§ **What you need to do**
Counting every line in the records below that holds "state", give the total and add nothing.

§ **Exercise inputs**
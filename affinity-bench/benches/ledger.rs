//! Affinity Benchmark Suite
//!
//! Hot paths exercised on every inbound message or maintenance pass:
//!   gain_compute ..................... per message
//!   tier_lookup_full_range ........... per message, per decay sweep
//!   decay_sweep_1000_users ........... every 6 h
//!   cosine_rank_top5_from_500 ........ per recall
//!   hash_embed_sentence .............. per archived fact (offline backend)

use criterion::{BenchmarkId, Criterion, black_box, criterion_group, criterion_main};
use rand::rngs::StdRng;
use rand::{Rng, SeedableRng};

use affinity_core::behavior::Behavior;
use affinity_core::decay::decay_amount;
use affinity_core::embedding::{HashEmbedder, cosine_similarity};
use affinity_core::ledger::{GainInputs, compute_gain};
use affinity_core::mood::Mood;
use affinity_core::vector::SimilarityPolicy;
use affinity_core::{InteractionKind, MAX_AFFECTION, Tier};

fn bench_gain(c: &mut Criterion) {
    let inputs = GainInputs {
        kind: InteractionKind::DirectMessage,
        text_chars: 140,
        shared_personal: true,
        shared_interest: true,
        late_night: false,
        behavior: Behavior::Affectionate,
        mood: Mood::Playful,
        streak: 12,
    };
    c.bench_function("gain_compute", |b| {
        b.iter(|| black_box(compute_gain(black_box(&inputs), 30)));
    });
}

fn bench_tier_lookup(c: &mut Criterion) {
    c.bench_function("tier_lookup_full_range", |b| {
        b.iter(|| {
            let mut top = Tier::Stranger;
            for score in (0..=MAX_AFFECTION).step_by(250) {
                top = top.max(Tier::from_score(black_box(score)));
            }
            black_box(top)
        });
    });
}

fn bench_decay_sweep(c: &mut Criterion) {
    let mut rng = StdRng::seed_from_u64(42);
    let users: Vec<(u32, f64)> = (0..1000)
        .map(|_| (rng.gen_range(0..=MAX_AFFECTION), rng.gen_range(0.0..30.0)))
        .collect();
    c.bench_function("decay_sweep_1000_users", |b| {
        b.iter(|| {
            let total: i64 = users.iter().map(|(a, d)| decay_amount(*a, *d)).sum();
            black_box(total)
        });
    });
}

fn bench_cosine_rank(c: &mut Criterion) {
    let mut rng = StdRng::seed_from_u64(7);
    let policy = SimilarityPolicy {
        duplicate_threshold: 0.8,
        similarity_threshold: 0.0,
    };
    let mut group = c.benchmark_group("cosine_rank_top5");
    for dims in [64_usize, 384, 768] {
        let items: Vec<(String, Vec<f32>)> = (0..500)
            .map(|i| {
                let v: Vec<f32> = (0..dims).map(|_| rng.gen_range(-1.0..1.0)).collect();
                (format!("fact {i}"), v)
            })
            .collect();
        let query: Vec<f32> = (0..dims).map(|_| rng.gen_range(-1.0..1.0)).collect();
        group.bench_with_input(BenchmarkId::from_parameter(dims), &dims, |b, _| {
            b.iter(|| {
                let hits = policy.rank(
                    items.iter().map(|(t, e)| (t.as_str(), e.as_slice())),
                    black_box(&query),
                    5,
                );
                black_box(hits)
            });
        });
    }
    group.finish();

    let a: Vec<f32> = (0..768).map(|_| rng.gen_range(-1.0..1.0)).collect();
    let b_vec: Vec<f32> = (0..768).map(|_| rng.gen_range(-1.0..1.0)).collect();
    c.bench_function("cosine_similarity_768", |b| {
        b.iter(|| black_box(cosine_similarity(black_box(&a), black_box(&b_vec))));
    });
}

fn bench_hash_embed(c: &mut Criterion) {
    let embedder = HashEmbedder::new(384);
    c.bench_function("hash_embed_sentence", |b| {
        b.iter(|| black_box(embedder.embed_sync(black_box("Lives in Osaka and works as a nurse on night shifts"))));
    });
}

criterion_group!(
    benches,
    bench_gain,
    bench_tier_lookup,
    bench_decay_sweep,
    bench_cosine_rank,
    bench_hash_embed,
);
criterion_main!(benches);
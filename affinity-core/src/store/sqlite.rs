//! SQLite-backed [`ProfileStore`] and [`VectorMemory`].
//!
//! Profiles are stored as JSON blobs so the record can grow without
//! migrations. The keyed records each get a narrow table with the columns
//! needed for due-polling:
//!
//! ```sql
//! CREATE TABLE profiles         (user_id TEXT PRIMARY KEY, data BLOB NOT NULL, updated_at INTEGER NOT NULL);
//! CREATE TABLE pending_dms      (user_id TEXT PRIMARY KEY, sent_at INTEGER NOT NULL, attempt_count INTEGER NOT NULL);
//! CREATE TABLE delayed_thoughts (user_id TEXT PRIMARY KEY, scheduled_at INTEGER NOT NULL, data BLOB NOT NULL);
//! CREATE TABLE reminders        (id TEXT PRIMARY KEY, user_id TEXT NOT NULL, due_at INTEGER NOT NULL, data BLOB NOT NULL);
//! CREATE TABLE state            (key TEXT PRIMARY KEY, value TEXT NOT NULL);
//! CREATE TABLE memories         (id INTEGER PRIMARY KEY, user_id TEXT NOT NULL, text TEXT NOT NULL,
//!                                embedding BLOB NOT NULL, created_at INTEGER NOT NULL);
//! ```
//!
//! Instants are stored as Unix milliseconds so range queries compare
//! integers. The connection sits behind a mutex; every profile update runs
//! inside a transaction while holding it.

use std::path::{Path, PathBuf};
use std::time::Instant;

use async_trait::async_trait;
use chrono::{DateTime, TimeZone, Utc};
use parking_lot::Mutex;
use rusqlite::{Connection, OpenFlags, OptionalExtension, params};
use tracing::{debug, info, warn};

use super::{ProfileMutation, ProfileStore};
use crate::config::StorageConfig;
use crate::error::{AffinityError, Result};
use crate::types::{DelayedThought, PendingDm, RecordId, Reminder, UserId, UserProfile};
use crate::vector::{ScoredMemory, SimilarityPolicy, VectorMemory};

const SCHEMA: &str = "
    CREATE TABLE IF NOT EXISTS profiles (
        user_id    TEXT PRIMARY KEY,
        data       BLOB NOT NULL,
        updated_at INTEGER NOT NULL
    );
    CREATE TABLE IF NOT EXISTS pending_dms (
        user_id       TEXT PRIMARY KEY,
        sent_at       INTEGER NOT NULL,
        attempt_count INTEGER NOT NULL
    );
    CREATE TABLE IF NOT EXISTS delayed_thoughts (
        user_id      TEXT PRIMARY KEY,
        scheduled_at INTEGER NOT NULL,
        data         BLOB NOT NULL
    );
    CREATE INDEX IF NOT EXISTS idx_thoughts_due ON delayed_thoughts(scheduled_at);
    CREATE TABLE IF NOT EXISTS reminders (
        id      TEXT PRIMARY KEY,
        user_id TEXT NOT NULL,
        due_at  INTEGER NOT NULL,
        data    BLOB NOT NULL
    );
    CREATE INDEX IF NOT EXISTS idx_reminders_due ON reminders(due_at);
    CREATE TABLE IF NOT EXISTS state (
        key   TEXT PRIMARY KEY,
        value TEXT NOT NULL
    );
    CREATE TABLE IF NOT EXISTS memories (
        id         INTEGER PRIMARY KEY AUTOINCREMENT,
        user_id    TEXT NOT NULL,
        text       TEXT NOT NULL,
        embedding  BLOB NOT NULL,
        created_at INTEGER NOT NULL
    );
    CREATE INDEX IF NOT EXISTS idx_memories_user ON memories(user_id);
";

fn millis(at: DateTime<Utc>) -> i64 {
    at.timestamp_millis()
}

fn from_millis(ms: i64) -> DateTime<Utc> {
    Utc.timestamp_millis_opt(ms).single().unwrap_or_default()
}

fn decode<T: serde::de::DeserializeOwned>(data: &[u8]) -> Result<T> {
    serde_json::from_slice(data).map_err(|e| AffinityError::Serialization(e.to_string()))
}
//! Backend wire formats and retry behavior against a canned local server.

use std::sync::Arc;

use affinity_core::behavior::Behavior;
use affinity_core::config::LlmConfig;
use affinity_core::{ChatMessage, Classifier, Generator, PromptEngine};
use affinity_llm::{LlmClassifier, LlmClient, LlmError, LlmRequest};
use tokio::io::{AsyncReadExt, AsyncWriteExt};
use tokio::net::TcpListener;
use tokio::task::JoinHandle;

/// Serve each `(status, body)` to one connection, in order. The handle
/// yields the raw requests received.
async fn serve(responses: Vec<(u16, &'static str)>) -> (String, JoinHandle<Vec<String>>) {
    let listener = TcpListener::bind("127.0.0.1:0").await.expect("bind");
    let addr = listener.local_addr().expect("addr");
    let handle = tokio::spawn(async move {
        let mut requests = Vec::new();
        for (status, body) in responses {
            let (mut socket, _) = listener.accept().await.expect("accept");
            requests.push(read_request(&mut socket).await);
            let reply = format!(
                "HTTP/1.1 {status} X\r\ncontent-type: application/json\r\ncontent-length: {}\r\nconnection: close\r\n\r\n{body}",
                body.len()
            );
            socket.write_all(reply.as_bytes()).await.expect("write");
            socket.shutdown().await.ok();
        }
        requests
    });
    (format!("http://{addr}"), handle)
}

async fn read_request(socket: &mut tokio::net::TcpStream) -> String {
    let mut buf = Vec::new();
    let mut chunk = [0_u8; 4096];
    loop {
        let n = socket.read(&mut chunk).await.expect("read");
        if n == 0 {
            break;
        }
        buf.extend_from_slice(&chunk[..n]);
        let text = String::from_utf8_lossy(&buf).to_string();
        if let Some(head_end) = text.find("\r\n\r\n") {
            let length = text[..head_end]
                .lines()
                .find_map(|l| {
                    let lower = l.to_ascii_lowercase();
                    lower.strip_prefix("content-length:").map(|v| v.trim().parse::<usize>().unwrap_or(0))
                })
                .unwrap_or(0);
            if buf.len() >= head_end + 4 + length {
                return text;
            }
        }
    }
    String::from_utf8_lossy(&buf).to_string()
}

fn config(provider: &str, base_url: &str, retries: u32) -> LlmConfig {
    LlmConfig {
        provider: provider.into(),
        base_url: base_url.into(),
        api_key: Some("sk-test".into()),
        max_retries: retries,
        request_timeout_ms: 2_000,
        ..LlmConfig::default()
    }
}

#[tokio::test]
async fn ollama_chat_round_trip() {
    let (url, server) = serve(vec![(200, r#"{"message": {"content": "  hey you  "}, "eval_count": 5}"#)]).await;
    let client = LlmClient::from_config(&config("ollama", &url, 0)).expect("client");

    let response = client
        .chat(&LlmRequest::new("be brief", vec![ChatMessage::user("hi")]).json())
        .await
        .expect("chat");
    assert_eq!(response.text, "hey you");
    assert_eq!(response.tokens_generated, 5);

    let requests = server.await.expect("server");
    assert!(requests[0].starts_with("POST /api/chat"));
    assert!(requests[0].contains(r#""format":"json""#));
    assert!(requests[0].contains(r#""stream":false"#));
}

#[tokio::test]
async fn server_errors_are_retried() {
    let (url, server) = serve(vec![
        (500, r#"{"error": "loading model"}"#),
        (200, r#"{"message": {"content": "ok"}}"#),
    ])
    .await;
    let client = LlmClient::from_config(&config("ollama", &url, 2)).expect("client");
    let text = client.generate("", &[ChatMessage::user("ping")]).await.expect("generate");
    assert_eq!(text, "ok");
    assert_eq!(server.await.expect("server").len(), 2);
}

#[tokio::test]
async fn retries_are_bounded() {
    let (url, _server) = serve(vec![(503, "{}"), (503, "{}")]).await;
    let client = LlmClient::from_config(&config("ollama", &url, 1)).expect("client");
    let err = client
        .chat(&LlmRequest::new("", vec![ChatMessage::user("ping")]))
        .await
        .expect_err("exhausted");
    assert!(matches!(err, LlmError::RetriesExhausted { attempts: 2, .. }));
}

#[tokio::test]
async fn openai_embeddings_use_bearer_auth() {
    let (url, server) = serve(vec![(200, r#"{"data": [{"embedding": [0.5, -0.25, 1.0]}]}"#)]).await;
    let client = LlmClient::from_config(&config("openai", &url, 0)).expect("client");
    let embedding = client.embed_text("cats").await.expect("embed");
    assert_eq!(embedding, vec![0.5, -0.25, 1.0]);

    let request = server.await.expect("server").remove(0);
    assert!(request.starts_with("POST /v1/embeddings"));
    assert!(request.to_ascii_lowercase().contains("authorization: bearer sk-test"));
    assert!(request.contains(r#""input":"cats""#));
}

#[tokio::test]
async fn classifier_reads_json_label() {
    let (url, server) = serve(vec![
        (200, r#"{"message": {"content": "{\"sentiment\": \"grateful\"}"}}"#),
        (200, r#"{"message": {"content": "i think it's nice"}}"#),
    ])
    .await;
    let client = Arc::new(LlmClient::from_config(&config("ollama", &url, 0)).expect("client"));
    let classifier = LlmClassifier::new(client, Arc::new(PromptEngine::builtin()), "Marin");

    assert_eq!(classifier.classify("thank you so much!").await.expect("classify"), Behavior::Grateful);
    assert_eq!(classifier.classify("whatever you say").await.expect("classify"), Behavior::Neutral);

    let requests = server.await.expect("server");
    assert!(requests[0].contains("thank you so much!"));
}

§ **Result below**
2